Background information
- Origin: Seoul, South Korea
- Genres: K-pop; dance-pop; synth-pop;
- Years active: 2011–2017; 2019;
- Label: Dreamcatcher Company
- Members: Serri; Ah Young; Jiyul; Woohee; Kaeun; Subin;
- Past members: Viki;

Korean name
- Hangul: 달샤벳
- Lit.: Moon Sherbet
- RR: Dal Syabet
- MR: Tal Syabet

= Dal Shabet =

South Korean girl group

Dal Shabet (stylized as Dal★Shabet or Dalshabet) is a South Korean girl group created by E-Tribe under Happy Face Entertainment. The group debuted on January 3, 2011, with the EP Supa Dupa Diva and with six members: Viki, Serri, Ah Young, Jiyul, Kaeun and Subin. Member Viki officially left in May 2012 and was replaced by Woohee.

Since their debut, Dal Shabet have released one studio album and ten extended plays. Their singles "Supa Dupa Diva", "Pink Rocket", "Bling Bling", "Hit U", "Mr. Bang Bang", "Be Ambitious (Look At My Legs)", "B.B.B (Big Baby Baby)", and "Joker" have all charted in the top twenty of the Gaon Digital Chart.

In December 2015, Members Jiyul and Kaeun left the group following the expiration of their contract. The group continued as a quartet and released two mini-albums Naturalness in January 2016 and Fri. Sat. Sun in September 2016 before member Serri, Ah Young and Subin left the company in December 2017, with Woohee following in December 2018. Happy Face stated that "the group has not disbanded and future activities of the group remains to be discussed."
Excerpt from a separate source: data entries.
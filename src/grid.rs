/*
 * Grid Module
 *
 * This module defines the occupancy grid the player crawls on. The grid is
 * toroidal: every coordinate is wrapped back into range, so walking off one
 * edge re-enters from the opposite one. Each cell carries a single occupied
 * flag stored in a flat row-major vector.
 *
 * The grid also owns the mapping from grid cells to world space. The world
 * surface is a bowl: columns wrap around the vertical axis and rows climb
 * towards a narrower rim.
 */

use nannou::prelude::*;
use std::f32::consts::TAU;

// Default squash applied to the row coordinate before it is mapped onto the bowl
pub const DEFAULT_VERTICAL_COMPRESSION: f32 = 0.75;

// A discrete cell address. Coordinates may be out of range until wrapped.
#[derive(Debug, Clone, Copy, PartialEq, Eq, Hash, Default)]
pub struct GridPosition {
    pub x: i32,
    pub y: i32,
}

impl GridPosition {
    pub const fn new(x: i32, y: i32) -> Self {
        Self { x, y }
    }

    // Offset this position by a delta without wrapping
    #[inline]
    pub fn offset(self, dx: i32, dy: i32) -> Self {
        Self::new(self.x + dx, self.y + dy)
    }
}

impl From<(i32, i32)> for GridPosition {
    fn from((x, y): (i32, i32)) -> Self {
        Self::new(x, y)
    }
}

#[derive(Debug, Clone)]
pub struct Grid {
    width: i32,
    height: i32,
    vertical_compression: f32,
    occupied: Vec<bool>,
}

impl Grid {
    pub fn new(width: u32, height: u32) -> Self {
        Self::with_vertical_compression(width, height, DEFAULT_VERTICAL_COMPRESSION)
    }

    pub fn with_vertical_compression(width: u32, height: u32, vertical_compression: f32) -> Self {
        assert!(width > 0 && height > 0, "grid dimensions must be non-zero, got {width}x{height}");

        let width = i32::try_from(width).expect("grid width exceeds i32::MAX");
        let height = i32::try_from(height).expect("grid height exceeds i32::MAX");

        Self {
            width,
            height,
            vertical_compression,
            // Every cell starts out free
            occupied: vec![false; width as usize * height as usize],
        }
    }

    pub fn width(&self) -> i32 {
        self.width
    }

    pub fn height(&self) -> i32 {
        self.height
    }

    pub fn vertical_compression(&self) -> f32 {
        self.vertical_compression
    }

    // The cell the player starts from
    pub fn center(&self) -> GridPosition {
        GridPosition::new(self.width / 2, self.height / 2)
    }

    #[inline]
    pub fn contains(&self, pos: GridPosition) -> bool {
        (0..self.width).contains(&pos.x) && (0..self.height).contains(&pos.y)
    }

    // Convert a wrapped position to its slot in the flat occupancy vector
    #[inline]
    fn index(&self, pos: GridPosition) -> usize {
        assert!(
            self.contains(pos),
            "grid position ({}, {}) outside {}x{} grid",
            pos.x,
            pos.y,
            self.width,
            self.height
        );
        pos.y as usize * self.width as usize + pos.x as usize
    }

    // Normalize any integer coordinate into [0, width) x [0, height)
    #[inline]
    pub fn wrap(&self, pos: GridPosition) -> GridPosition {
        GridPosition::new(pos.x.rem_euclid(self.width), pos.y.rem_euclid(self.height))
    }

    // True if the (already wrapped) cell is free
    #[inline]
    pub fn is_empty(&self, pos: GridPosition) -> bool {
        !self.occupied[self.index(pos)]
    }

    #[inline]
    pub fn set_occupied(&mut self, pos: GridPosition, occupied: bool) {
        let index = self.index(pos);
        self.occupied[index] = occupied;
    }

    // Wrap a candidate position and claim it if it is free.
    // Returns the wrapped cell on success and None if something is already there.
    pub fn try_occupy(&mut self, pos: GridPosition) -> Option<GridPosition> {
        let pos = self.wrap(pos);
        if !self.is_empty(pos) {
            return None;
        }

        self.set_occupied(pos, true);
        Some(pos)
    }

    pub fn occupied_count(&self) -> usize {
        self.occupied.iter().filter(|&&occupied| occupied).count()
    }

    // Iterate over every occupied cell in row-major order
    pub fn occupied_cells(&self) -> impl Iterator<Item = GridPosition> + '_ {
        let width = self.width as usize;
        self.occupied
            .iter()
            .enumerate()
            .filter(|(_, &occupied)| occupied)
            .map(move |(i, _)| GridPosition::new((i % width) as i32, (i / width) as i32))
    }

    // Free every cell
    pub fn clear(&mut self) {
        self.occupied.iter_mut().for_each(|cell| *cell = false);
    }

    // Map a wrapped grid cell onto the bowl surface.
    //
    // Columns sweep a full turn around the Y axis, rows rise from the wide base
    // towards the rim while the radius shrinks linearly. The arithmetic is kept in
    // the exact order below so every consumer sees bit-identical positions.
    pub fn grid_to_world(&self, pos: GridPosition) -> Vec3 {
        let u = TAU * pos.x as f32 / (self.width as f32 - 1.0);
        let v = self.vertical_compression * pos.y as f32 / (self.height as f32 - 1.0);
        let r = 0.5 * self.width as f32;
        let h = self.height as f32;

        let x = r * (1.0 - v) * u.cos();
        let y = h * (v - 0.5);
        let z = r * (1.0 - v) * -u.sin();

        vec3(x, y, z)
    }
}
In September 2019, Dal Shabet reunited as a six-piece and held a photo exhibition and mini-concert.

==Career==
===Pre-debut===
During the latter half of 2010, rumors began to circulate through Korean media sites that E-Tribe, the producers behind breakthrough hits such as Girls' Generation's "Gee" and Lee Hyori's "U-Go-Girl", were planning to launch a new girl group. The producers quickly denied the rumors and said they were untrue. On December 9, 2010, E-Tribe's small-label company, Happy Face Entertainment, announced that they would be launching a six-member girl group named Dal Shabet. Profiles of the group members were revealed on December 29, 2010, as well as their debut date: January 3, 2011.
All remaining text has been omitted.